***** DATA FOR PROCESSING

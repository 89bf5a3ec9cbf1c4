//! Helmsman - a task-graph engine for tasks, epics, and subtasks.
//!
//! This library provides the core engine behind a work-item tracker:
//! task/epic/subtask CRUD with epic rollups derived from subtasks, a
//! recency-ordered view history, a start-time-ordered schedule that
//! rejects overlapping time windows, and a line-oriented flat-file store
//! that round-trips the whole engine state.
//!
//! HTTP routing and CLI surfaces are callers of this crate, not part of it.

pub mod engine;
pub mod history;
pub mod models;
pub mod schedule;
pub mod storage;

use crate::models::EntityId;

/// Library-level error type for Helmsman operations.
#[derive(Debug, thiserror::Error)]
pub enum Error {
    #[error("IO error: {0}")]
    Io(#[from] std::io::Error),

    #[error("{0} not found: {1}")]
    NotFound(&'static str, EntityId),

    #[error("start time is required for scheduling")]
    MissingStartTime,

    #[error("duration cannot be negative")]
    NegativeDuration,

    #[error("epic not found: {0}")]
    MissingEpic(EntityId),

    #[error("execution time overlaps with task {0}")]
    Overlap(EntityId),

    #[error("corrupt record: {0}")]
    CorruptRecord(String),
}

/// Coarse classification of an [`Error`], for callers (such as an HTTP
/// layer) that map failures to status codes without matching every variant.
#[derive(Debug, Clone, Copy, PartialEq, Eq)]
pub enum ErrorKind {
    NotFound,
    Validation,
    Persistence,
}

impl Error {
    /// Classify this error into the three caller-facing kinds.
    pub fn kind(&self) -> ErrorKind {
        match self {
            Error::NotFound(..) => ErrorKind::NotFound,
            Error::MissingStartTime
            | Error::NegativeDuration
            | Error::MissingEpic(_)
            | Error::Overlap(_) => ErrorKind::Validation,
            Error::Io(_) | Error::CorruptRecord(_) => ErrorKind::Persistence,
        }
    }
}

/// Result type alias for Helmsman operations.
pub type Result<T> = std::result::Result<T, Error>;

**********

WHAT TO WORK ON: Set down nothing but the lines from the one containing "Error::MissingStartTime" through the final line above, exactly as written.

WRITTEN SOLUTION:
            Error::MissingStartTime
            | Error::NegativeDuration
            | Error::MissingEpic(_)
            | Error::Overlap(_) => ErrorKind::Validation,
            Error::Io(_) | Error::CorruptRecord(_) => ErrorKind::Persistence,
        }
    }
}

/// Result type alias for Helmsman operations.
pub type Result<T> = std::result::Result<T, Error>;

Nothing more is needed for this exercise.